2. Lower taxes on businesses that hire low income workers.
In the end of the day, if the business didn't turn a huge profit that was alright because everyone went home with a paycheck and was able to put food on the table. Now owning a business is all about cost cutting and turning profit for investors. As the motives have changed and there is no more "good faith" business, laws must adapt.
I would say this is how it has always been, Vi would be able to go through this better, but all throughout history people have complained about businesses being greedy and only caring about profits, ect. It is just now we can all see it on TV, radio, and internet. So it really seems like a recent thing, but its not.
Our economy has always been so diverse because that is how this country has always been set up. Not to get into a founding fathers debate on this board, because a lot of these people have a hard on for them, but really they understood a stable economy has to be good to businesses, because they are really what drives stability in the society.
It is no coincidence that places with constrictive business laws, and high corruption barriers (very little corruption stopping businesses here in the US) are economically devastated and crime and poverty is high.

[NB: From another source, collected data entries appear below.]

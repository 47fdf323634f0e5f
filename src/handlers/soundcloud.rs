//! SoundCloud tracks via the `resolve` endpoint
//!
//! Requires `SOUNDCLOUD_CLIENT_ID`. Matches when the canonical host is
//! `soundcloud.com` and the page declares `og:type` `soundcloud:sound`.

use crate::config::{ProviderConfig, non_empty};
use crate::dispatcher::{Handler, HandlerResult, Page};
use crate::handlers::api::ApiClient;
use crate::handlers::generic::baseline;
use crate::metadata::{Attributes, Kind, attr};
use chrono::{DateTime, FixedOffset};
use serde::Deserialize;

const SOUNDCLOUD_HOST: &str = "soundcloud.com";
const SOUND_TYPE: &str = "soundcloud:sound";
const RESOLVE_PATH: &str = "resolve.json";

#[derive(Debug, Default, Deserialize)]
#[serde(default)]
struct Track {
    title: Option<String>,
    description: Option<String>,
    genre: Option<String>,
    /// Milliseconds
    duration: Option<u64>,
    created_at: Option<String>,
    artwork_url: Option<String>,
    comment_count: Option<i64>,
    favoritings_count: Option<i64>,
    likes_count: Option<i64>,
    playback_count: Option<i64>,
}

impl Track {
    fn statistics(&self) -> Attributes {
        let counts = [
            ("commentCount", self.comment_count),
            ("favoriteCount", self.favoritings_count.or(self.likes_count)),
            ("viewCount", self.playback_count),
        ];

        counts
            .into_iter()
            .filter_map(|(key, count)| Some((key.to_string(), count?.into())))
            .collect()
    }
}

pub struct SoundCloudAudioHandler {
    api: ApiClient,
    client_id: Option<String>,
    api_base: String,
}

impl SoundCloudAudioHandler {
    pub fn new(api: ApiClient, providers: &ProviderConfig) -> Self {
        Self {
            api,
            client_id: providers.soundcloud_client_id.clone(),
            api_base: providers.soundcloud_api_base.clone(),
        }
    }
}

/// Parse SoundCloud's `2013/05/21 17:15:43 +0000` timestamps
fn parse_created_at(value: &str) -> Option<DateTime<FixedOffset>> {
    DateTime::parse_from_str(value.trim(), "%Y/%m/%d %H:%M:%S %z")
        .or_else(|_| DateTime::parse_from_rfc3339(value.trim()))
        .ok()
}

/// Format milliseconds as an ISO 8601 duration such as `PT1H2M3S`
fn iso8601_duration(millis: u64) -> String {
    let total = millis.saturating_add(500) / 1000;
    let (hours, minutes, seconds) = (total / 3600, (total % 3600) / 60, total % 60);

    let mut out = String::from("PT");
    if hours > 0 {
        out.push_str(&format!("{hours}H"));
    }
    if minutes > 0 {
        out.push_str(&format!("{minutes}M"));
    }
    if seconds > 0 || total == 0 {
        out.push_str(&format!("{seconds}S"));
    }
    out
}

impl Handler for SoundCloudAudioHandler {
    fn name(&self) -> &str {
        "soundcloud-audio"
    }

    fn try_match(&self, page: &Page) -> HandlerResult {
        let Some(client_id) = non_empty(self.client_id.as_deref()) else {
            return Ok(None);
        };
        let Some(canonical) = page.canonical_url() else {
            return Ok(None);
        };
        if canonical.host_str() != Some(SOUNDCLOUD_HOST) {
            return Ok(None);
        }
        let og_type = page.document.meta_content("meta[property='og:type']");
        if og_type.as_deref().map(str::trim) != Some(SOUND_TYPE) {
            return Ok(None);
        }

        let track: Track = self.api.get_json(
            &self.api_base,
            RESOLVE_PATH,
            &[("client_id", client_id), ("url", canonical.as_str())],
            None,
        )?;

        let mut meta = baseline(page);
        meta.set_kind(Kind::Audio);
        meta.set_provider("SoundCloud");

        if let Some(title) = track.title.as_deref().filter(|t| !t.is_empty()) {
            meta.set_attr(attr::TITLE, title);
        }
        if let Some(description) = track.description.as_deref() {
            meta.set_attr(attr::DESCRIPTION, description);
        }
        if let Some(artwork) = track.artwork_url.as_deref().filter(|a| !a.is_empty()) {
            meta.set_attr(attr::THUMBNAIL_URL, artwork);
        }
        if let Some(genre) = track.genre.as_deref() {
            meta.set_attr("genre", genre);
        }
        if let Some(millis) = track.duration {
            meta.set_attr("duration", iso8601_duration(millis));
        }
        if let Some(created) = track.created_at.as_deref().and_then(parse_created_at) {
            meta.set_attr("datePublished", created);
        }
        meta.set_attr("statistics", track.statistics());

        Ok(Some(meta))
    }
}
//! Error types for the metascrape crate

use thiserror::Error;

/// Result type for scrape operations
pub type Result<T> = std::result::Result<T, ScrapeError>;

/// Error surfaced by [`MetaScraper::scrape`](crate::MetaScraper::scrape).
///
/// Exactly one of these is returned per failed call. Underlying causes are
/// folded into the message so callers never see a chain of nested errors.
#[derive(Debug, Clone, PartialEq, Eq, Error)]
pub enum ScrapeError {
    /// The input is not a well-formed absolute http(s) URL
    #[error("Invalid `url` input: {0}")]
    InvalidInput(String),

    /// Network or transport failure while retrieving the page
    #[error("Unable to fetch URL {url}: {reason}")]
    Fetch {
        /// URL that was requested
        url: String,
        /// Flattened description of the failure
        reason: String,
    },

    /// The response could not be turned into a queryable document
    #[error("Unable to parse the response: {0}")]
    Parse(String),

    /// Every registered handler declined the page
    #[error("None of the handlers were able to match and scrape {0}")]
    NoMatch(String),
}

impl ScrapeError {
    /// Stable label for the error category
    pub fn kind(&self) -> &'static str {
        match self {
            ScrapeError::InvalidInput(_) => "invalid_input",
            ScrapeError::Fetch { .. } => "fetch",
            ScrapeError::Parse(_) => "parse",
            ScrapeError::NoMatch(_) => "no_match",
        }
    }
}

/// Failure inside a single handler.
///
/// The dispatcher logs these and moves on to the next handler; they never
/// reach the caller of `scrape`.
#[derive(Debug, Error)]
pub enum HandlerError {
    /// HTTP client error
    #[error("HTTP error: {0}")]
    Http(#[from] reqwest::Error),

    /// Provider API answered with a non-success status
    #[error("API error: {status} - {body}")]
    Status {
        /// HTTP status code
        status: u16,
        /// Response body, as text
        body: String,
    },

    /// JSON deserialization error
    #[error("JSON error: {0}")]
    Json(#[from] serde_json::Error),

    /// Expected page or API data was missing or malformed
    #[error("Malformed data: {0}")]
    Malformed(String),
}
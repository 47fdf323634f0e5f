//! Generic webpage handler

use crate::dispatcher::{Handler, HandlerResult, Page};
use crate::extract;
use crate::metadata::{Kind, Metadata, attr};

/// Matches every page, producing a `Webpage` record from the extraction rules
#[derive(Debug, Clone, Copy, Default)]
pub struct GenericHandler;

/// The baseline record for a page
///
/// Provider handlers start from this and then overwrite or add attributes.
pub fn baseline(page: &Page) -> Metadata {
    let document = &page.document;
    let response = &page.response;

    let mut meta = Metadata::new();
    meta.set_kind(Kind::Webpage);
    meta.set_provider("");

    meta.set_attr(attr::TITLE, extract::extract_title(document));
    meta.set_attr(attr::DESCRIPTION, extract::extract_description(document));
    meta.set_attr(
        attr::THUMBNAIL_URL,
        extract::extract_thumbnail_url(document, response),
    );
    meta.set_attr(attr::URL, extract::extract_canonical_url(document, response));

    meta
}

impl Handler for GenericHandler {
    fn name(&self) -> &str {
        "generic"
    }

    fn try_match(&self, page: &Page) -> HandlerResult {
        Ok(Some(baseline(page)))
    }
}
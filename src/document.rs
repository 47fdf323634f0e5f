//! Queryable HTML documents
//!
//! A thin wrapper over [`scraper::Html`] exposing the two lookups handlers
//! need: the text of the first element matching a selector, and an
//! attribute of the first element matching a selector.

use crate::error::ScrapeError;
use crate::fetch::Response;
use scraper::{Html, Selector};
use tracing::warn;

/// A parsed page
pub struct Document {
    html: Html,
}

impl std::fmt::Debug for Document {
    fn fmt(&self, f: &mut std::fmt::Formatter<'_>) -> std::fmt::Result {
        f.debug_struct("Document").finish_non_exhaustive()
    }
}

impl Document {
    /// Parse a fetched response into a document
    ///
    /// Fails if the response declares a content type that is not markup, or
    /// if the body is empty. Bodies that are not valid UTF-8 are decoded
    /// lossily.
    pub fn parse(response: &Response) -> Result<Self, ScrapeError> {
        if let Some(content_type) = response.content_type.as_deref() {
            if !is_markup(content_type) {
                return Err(ScrapeError::Parse(format!(
                    "unsupported content type '{}'",
                    content_type
                )));
            }
        }

        if response.body.iter().all(u8::is_ascii_whitespace) {
            return Err(ScrapeError::Parse("empty response body".to_string()));
        }

        let source = String::from_utf8_lossy(&response.body);
        Ok(Self::from_html(&source))
    }

    /// Parse an HTML string directly
    pub fn from_html(html: &str) -> Self {
        Self {
            html: Html::parse_document(html),
        }
    }

    /// Text content of the first element matching `selector`
    pub fn first_text(&self, selector: &str) -> Option<String> {
        let selector = parse_selector(selector)?;
        self.html
            .select(&selector)
            .next()
            .map(|element| element.text().collect::<String>())
    }

    /// Attribute `attr` of the first element matching `selector`
    ///
    /// Only the first matching element is consulted, even if it lacks the
    /// attribute.
    pub fn first_attr(&self, selector: &str, attr: &str) -> Option<String> {
        let selector = parse_selector(selector)?;
        self.html
            .select(&selector)
            .next()
            .and_then(|element| element.value().attr(attr))
            .map(str::to_string)
    }

    /// Shorthand for the `content` attribute of the first matching `<meta>`
    pub fn meta_content(&self, selector: &str) -> Option<String> {
        self.first_attr(selector, "content")
    }
}

fn parse_selector(selector: &str) -> Option<Selector> {
    match Selector::parse(selector) {
        Ok(selector) => Some(selector),
        Err(e) => {
            warn!("Failed to parse selector '{}': {}", selector, e);
            None
        }
    }
}

fn is_markup(content_type: &str) -> bool {
    let mime = content_type
        .split(';')
        .next()
        .unwrap_or_default()
        .trim()
        .to_ascii_lowercase();

    mime.is_empty() || mime.starts_with("text/") || mime.ends_with("html") || mime.ends_with("xml")
}
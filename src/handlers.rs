//! # Handlers
//!
//! The generic handler builds the baseline record every page gets. Provider
//! handlers gate on signals visible in the page itself (canonical host and
//! path, specific meta tags), check their credentials, and only then call
//! out to the provider's API to enrich the baseline record.
//!
//! | Handler                  | Credential             | Kind      |
//! |--------------------------|------------------------|-----------|
//! | `EtsyProductHandler`     | none                   | `Product` |
//! | `YouTubeVideoHandler`    | `YOUTUBE_API_KEY`      | `Video`   |
//! | `SoundCloudAudioHandler` | `SOUNDCLOUD_CLIENT_ID` | `Audio`   |
//! | `TwitterProfileHandler`  | `TWITTER_BEARER_TOKEN` | `Profile` |
//! | `TwitterStatusHandler`   | `TWITTER_BEARER_TOKEN` | `Status`  |

pub mod api;
mod etsy;
pub mod generic;
mod soundcloud;
mod twitter;
mod youtube;

pub use etsy::EtsyProductHandler;
pub use generic::GenericHandler;
pub use soundcloud::SoundCloudAudioHandler;
pub use twitter::{TwitterProfileHandler, TwitterStatusHandler};
pub use youtube::YouTubeVideoHandler;
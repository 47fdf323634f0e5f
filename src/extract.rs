//! Attribute extraction rules
//!
//! Pages describe themselves through several overlapping conventions: bare
//! HTML, Open Graph and Twitter Cards. Each rule below walks its sources in
//! order and keeps the first non-empty value. Only the canonical URL falls
//! back to something observed on the network (the post-redirect URL).

use crate::document::Document;
use crate::fetch::Response;
use url::Url;

/// One place a value can be read from
#[derive(Debug, Clone, Copy, PartialEq, Eq)]
pub enum Source {
    /// Text content of the first element matching the selector
    Text(&'static str),
    /// Attribute of the first element matching the selector
    Attr(&'static str, &'static str),
}

impl Source {
    fn read(&self, document: &Document) -> Option<String> {
        match self {
            Source::Text(selector) => document.first_text(selector),
            Source::Attr(selector, attr) => document.first_attr(selector, attr),
        }
    }
}

pub const TITLE_SOURCES: &[Source] = &[
    Source::Text("title"),
    Source::Attr("meta[name='title']", "content"),
    Source::Attr("meta[property='og:title']", "content"),
    Source::Attr("meta[name='twitter:title']", "content"),
];

pub const DESCRIPTION_SOURCES: &[Source] = &[
    Source::Attr("meta[name='description']", "content"),
    Source::Attr("meta[property='og:description']", "content"),
    Source::Attr("meta[name='twitter:description']", "content"),
];

pub const THUMBNAIL_SOURCES: &[Source] = &[
    Source::Attr("meta[name='thumbnail']", "content"),
    Source::Attr("meta[property='og:image']", "content"),
    Source::Attr("meta[name='twitter:image']", "content"),
];

pub const CANONICAL_SOURCES: &[Source] = &[
    Source::Attr("link[rel='canonical']", "href"),
    Source::Attr("meta[property='og:url']", "content"),
    Source::Attr("meta[name='twitter:url']", "content"),
];

/// First non-empty, trimmed value among `sources`
pub fn first_present(document: &Document, sources: &[Source]) -> Option<String> {
    sources.iter().find_map(|source| {
        source
            .read(document)
            .map(|value| value.trim().to_string())
            .filter(|value| !value.is_empty())
    })
}

/// Page title, or an empty string
pub fn extract_title(document: &Document) -> String {
    first_present(document, TITLE_SOURCES).unwrap_or_default()
}

/// Page description, or an empty string
pub fn extract_description(document: &Document) -> String {
    first_present(document, DESCRIPTION_SOURCES).unwrap_or_default()
}

/// Thumbnail URL resolved against the response URL, or an empty string
pub fn extract_thumbnail_url(document: &Document, response: &Response) -> String {
    first_present(document, THUMBNAIL_SOURCES)
        .map(|value| resolve(&value, &response.final_url))
        .unwrap_or_default()
}

/// Canonical URL declared by the page, else the final fetched URL
pub fn extract_canonical_url(document: &Document, response: &Response) -> String {
    match first_present(document, CANONICAL_SOURCES) {
        Some(value) => resolve(&value, &response.final_url),
        None => response.final_url.to_string(),
    }
}

/// The canonical URL, parsed
///
/// Providers gate on its host and path. `None` if the page declares
/// something that is not a URL.
pub fn canonical_url_parsed(document: &Document, response: &Response) -> Option<Url> {
    Url::parse(&extract_canonical_url(document, response)).ok()
}

/// Resolve a relative reference against `base`
///
/// Absolute values are returned exactly as the page declared them.
fn resolve(value: &str, base: &Url) -> String {
    match Url::parse(value) {
        Ok(_) => value.to_string(),
        Err(url::ParseError::RelativeUrlWithoutBase) => base
            .join(value)
            .map(|url| url.to_string())
            .unwrap_or_else(|_| value.to_string()),
        Err(_) => value.to_string(),
    }
}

They were screwed the second contractors and realtors began overselling the middleclass into homes they couldn't truly afford while the economy was prosperous. Growth in a developed country must be sustainable, everyone should know that. Too many people tried to ride the wave while it was up not looking into the future and seeing that the growth wasn't sustainable. Too many people didn't care about their mortgages until they couldn't pay them anymore and they drowned.
No joke. I have to have a house at the moment, but really after this, I could care less to ever own a house again. A nice apartment in a good city sounds awesome to me. I want to always be able from here on out to be able to in the span of a year or so be able to drop or increase my standard of living so that I can have perfect mobility incase of future economic meltdowns.
So that I can take better advantage of these retractions!
It's small because there are too many that don't follow the rules. If there were no illegal immigrants in the country and things were under control, i think we would be more inclined to open the doors up a little bit more and set some quotas.
We (humans) are not a race that follows rules very well. Having strict migration rules just sounds pompous (and unrealistic) to me. How can we tell someone that they are not welcome? We have plenty of resources, and if they are coming here to make their lives better and going to work essentially 3 jobs (even if one is a drug dealer) how can we deny them when we have so many people that won't get out of their parents basements to even work one?
These people have found niches and provide services (illegally or not) for us, why deny the people that benefit from them?
Wow that turned into a book sorry, I am procrastinating doing my account reading.